(Collected data entries)

☆ ☆ ☆ ☆

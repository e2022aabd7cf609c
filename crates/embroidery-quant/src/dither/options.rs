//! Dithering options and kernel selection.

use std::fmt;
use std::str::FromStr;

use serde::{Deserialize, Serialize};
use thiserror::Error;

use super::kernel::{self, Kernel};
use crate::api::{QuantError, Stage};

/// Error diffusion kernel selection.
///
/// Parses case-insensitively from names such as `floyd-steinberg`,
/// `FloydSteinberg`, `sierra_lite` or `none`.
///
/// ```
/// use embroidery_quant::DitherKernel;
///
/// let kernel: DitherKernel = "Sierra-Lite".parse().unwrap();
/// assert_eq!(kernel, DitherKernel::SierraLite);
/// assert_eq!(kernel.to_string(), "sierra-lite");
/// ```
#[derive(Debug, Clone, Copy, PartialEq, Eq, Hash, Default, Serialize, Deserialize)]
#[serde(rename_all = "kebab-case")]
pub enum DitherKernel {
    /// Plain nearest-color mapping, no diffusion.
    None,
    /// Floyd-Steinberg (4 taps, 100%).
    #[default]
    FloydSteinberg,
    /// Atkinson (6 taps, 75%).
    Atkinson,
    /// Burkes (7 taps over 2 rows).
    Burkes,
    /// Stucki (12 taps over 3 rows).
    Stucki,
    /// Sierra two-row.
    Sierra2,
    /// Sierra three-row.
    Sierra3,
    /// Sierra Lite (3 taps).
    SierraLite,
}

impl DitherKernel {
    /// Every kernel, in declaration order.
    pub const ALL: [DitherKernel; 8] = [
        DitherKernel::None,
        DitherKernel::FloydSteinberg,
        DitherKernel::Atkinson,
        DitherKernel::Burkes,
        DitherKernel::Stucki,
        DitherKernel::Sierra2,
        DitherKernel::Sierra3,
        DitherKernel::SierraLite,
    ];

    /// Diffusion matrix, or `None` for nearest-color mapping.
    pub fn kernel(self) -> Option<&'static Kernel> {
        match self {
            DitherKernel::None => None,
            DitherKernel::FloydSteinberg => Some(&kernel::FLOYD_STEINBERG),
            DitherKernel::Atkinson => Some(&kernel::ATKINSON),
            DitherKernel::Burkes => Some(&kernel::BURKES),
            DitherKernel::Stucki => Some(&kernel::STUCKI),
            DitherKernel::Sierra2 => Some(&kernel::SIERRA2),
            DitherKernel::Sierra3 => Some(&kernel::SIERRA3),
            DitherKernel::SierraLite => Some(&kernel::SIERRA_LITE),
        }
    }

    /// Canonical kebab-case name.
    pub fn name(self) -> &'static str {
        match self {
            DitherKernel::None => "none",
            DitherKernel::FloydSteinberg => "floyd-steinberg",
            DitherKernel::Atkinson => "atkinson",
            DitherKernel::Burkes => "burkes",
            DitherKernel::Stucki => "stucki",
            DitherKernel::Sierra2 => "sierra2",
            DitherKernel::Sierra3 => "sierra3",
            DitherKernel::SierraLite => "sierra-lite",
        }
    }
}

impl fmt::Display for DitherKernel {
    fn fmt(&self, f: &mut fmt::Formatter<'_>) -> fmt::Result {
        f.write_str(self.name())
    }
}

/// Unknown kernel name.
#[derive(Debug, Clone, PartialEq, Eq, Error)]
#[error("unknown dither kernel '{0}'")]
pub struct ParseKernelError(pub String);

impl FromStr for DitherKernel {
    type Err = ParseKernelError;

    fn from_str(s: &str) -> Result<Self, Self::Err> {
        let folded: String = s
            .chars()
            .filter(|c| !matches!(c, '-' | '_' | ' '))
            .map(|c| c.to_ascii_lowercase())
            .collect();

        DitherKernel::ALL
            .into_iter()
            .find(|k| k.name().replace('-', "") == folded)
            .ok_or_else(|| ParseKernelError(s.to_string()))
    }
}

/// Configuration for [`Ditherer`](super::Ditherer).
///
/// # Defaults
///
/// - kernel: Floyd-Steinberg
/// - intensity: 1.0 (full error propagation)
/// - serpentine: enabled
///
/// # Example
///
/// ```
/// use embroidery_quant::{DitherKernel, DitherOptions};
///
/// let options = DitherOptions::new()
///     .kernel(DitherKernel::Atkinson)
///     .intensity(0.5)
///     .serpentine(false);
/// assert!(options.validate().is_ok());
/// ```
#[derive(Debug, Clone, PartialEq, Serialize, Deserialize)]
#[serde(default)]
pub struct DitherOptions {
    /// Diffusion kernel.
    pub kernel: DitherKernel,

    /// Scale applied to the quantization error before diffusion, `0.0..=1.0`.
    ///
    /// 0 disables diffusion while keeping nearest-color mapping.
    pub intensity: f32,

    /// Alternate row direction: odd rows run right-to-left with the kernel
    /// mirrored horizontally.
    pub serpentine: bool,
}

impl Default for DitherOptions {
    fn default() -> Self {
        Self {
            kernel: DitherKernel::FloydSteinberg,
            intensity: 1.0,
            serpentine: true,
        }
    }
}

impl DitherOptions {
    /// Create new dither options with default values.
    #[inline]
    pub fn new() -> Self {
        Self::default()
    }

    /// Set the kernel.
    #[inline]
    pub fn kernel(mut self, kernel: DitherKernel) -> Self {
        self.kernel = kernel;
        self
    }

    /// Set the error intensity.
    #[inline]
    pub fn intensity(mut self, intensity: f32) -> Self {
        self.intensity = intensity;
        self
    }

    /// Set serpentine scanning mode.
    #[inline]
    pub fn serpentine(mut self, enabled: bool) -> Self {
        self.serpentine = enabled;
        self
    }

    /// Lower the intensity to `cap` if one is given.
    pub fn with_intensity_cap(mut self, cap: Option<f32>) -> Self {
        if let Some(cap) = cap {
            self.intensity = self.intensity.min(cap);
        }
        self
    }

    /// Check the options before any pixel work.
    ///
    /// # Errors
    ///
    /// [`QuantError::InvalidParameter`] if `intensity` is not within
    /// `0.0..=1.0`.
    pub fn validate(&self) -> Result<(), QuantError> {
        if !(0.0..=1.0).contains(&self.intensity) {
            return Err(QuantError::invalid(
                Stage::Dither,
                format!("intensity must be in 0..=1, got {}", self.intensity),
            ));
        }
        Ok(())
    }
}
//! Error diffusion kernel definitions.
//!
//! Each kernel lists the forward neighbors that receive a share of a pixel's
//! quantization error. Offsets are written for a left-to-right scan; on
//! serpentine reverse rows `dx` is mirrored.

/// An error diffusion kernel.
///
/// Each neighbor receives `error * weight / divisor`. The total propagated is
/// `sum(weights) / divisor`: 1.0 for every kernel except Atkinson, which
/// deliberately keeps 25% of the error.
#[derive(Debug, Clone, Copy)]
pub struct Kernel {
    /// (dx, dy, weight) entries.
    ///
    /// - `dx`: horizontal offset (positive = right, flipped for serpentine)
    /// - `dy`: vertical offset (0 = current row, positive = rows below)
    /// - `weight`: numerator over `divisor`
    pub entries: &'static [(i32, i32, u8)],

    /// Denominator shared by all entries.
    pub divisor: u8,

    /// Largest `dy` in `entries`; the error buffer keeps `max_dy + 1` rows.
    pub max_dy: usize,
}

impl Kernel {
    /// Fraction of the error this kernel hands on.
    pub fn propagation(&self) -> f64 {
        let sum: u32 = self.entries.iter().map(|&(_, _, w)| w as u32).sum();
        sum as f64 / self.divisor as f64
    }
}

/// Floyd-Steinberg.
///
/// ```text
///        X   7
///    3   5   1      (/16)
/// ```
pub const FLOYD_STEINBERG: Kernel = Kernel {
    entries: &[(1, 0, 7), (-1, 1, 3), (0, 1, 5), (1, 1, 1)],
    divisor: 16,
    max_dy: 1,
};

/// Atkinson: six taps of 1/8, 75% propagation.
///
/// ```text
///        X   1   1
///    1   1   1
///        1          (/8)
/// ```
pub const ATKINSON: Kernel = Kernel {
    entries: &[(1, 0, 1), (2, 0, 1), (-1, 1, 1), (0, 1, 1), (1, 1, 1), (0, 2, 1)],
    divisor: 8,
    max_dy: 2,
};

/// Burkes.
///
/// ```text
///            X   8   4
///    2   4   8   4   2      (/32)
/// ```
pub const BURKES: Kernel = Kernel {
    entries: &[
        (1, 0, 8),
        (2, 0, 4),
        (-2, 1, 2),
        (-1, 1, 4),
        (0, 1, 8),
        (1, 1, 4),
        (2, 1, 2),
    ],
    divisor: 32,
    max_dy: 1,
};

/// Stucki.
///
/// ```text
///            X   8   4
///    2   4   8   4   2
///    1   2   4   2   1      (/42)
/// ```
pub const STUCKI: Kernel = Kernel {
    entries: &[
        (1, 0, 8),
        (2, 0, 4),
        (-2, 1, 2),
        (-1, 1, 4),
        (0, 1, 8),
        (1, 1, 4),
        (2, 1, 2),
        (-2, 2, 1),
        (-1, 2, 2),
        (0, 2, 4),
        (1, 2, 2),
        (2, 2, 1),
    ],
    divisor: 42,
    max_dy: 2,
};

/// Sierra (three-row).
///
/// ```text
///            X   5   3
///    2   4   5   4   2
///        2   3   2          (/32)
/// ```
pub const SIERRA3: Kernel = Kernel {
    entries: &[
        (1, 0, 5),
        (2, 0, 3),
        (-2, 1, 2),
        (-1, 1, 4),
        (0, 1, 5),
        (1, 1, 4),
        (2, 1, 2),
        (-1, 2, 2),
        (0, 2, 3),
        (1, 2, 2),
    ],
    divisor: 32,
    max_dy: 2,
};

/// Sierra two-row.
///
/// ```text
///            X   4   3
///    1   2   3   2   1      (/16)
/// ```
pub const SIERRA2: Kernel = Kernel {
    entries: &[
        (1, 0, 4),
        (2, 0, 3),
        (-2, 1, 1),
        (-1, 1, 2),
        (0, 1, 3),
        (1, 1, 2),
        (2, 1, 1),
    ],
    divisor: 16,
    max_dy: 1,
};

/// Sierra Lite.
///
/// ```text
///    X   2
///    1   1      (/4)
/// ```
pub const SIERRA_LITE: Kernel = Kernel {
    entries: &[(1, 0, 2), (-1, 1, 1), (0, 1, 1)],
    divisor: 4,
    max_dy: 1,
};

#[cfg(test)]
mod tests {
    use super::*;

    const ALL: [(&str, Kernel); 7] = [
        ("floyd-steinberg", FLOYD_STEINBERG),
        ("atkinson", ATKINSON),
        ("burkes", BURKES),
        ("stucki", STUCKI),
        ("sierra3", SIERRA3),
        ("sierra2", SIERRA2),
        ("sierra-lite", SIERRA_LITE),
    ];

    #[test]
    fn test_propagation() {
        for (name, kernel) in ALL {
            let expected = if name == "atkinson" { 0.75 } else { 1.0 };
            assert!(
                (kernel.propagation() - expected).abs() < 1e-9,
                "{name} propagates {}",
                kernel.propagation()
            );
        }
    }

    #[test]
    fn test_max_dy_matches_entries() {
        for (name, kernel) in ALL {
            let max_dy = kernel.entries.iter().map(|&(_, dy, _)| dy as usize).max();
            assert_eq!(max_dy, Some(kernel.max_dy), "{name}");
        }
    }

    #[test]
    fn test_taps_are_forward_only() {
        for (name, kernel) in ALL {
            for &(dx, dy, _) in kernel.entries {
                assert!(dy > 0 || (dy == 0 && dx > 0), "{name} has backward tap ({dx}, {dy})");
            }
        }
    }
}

☆ ☆ ☆ ☆

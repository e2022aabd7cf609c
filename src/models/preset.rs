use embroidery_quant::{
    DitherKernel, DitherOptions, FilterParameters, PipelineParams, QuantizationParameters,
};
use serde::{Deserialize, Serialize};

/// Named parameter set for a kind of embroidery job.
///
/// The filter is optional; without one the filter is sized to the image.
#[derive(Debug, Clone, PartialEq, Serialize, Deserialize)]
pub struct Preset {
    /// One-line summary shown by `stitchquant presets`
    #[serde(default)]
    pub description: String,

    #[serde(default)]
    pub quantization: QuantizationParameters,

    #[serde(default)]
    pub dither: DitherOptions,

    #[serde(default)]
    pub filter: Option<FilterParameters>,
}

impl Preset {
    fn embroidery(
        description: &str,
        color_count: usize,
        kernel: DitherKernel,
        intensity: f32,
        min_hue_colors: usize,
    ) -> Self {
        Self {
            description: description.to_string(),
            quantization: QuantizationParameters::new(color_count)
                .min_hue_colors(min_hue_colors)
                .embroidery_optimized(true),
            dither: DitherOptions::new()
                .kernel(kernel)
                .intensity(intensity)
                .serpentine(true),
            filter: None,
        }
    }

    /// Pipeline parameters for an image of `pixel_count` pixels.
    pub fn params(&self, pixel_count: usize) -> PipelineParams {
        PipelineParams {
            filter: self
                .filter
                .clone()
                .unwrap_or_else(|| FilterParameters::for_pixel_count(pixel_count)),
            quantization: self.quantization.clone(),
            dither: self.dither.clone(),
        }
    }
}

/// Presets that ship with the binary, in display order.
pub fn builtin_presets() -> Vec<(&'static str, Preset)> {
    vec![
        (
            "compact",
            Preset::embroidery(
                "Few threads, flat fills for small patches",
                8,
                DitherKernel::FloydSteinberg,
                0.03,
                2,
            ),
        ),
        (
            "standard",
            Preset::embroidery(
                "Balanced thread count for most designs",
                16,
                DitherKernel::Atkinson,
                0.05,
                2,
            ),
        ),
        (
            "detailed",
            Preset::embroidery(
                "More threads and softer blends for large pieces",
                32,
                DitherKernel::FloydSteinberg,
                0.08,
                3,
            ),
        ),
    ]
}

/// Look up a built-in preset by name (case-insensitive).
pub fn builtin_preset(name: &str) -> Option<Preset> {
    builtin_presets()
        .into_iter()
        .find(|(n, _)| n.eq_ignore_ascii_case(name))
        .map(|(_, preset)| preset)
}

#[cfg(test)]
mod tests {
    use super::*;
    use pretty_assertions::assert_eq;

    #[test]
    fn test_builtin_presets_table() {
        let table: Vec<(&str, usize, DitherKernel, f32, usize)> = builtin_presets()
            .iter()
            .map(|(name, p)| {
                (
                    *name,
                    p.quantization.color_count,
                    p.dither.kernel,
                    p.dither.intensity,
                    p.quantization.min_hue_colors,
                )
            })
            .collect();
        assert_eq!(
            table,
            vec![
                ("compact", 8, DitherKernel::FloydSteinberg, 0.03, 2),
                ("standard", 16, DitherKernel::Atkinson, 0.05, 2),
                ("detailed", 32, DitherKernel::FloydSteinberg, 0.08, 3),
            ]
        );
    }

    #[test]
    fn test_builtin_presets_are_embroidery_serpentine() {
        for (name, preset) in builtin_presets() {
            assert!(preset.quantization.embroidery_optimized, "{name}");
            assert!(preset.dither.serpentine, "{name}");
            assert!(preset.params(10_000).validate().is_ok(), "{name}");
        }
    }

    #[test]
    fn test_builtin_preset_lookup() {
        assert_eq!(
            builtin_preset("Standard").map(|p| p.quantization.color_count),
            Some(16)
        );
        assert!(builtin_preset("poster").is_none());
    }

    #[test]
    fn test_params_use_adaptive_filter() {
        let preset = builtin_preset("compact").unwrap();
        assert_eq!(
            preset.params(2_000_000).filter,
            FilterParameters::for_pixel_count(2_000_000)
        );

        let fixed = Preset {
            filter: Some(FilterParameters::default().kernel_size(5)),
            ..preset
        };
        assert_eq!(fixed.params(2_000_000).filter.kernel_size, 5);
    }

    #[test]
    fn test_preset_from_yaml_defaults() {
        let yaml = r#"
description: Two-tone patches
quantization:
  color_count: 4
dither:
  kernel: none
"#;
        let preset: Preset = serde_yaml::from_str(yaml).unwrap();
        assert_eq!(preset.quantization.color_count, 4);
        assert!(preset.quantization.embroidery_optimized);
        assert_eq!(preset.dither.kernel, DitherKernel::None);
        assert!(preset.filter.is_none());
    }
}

☆ ☆ ☆ ☆

◆ Exercise objective ◆
The answer should be a single number giving how many lines in the records hold the word "Some".

◆ Output of the exercise ◆
11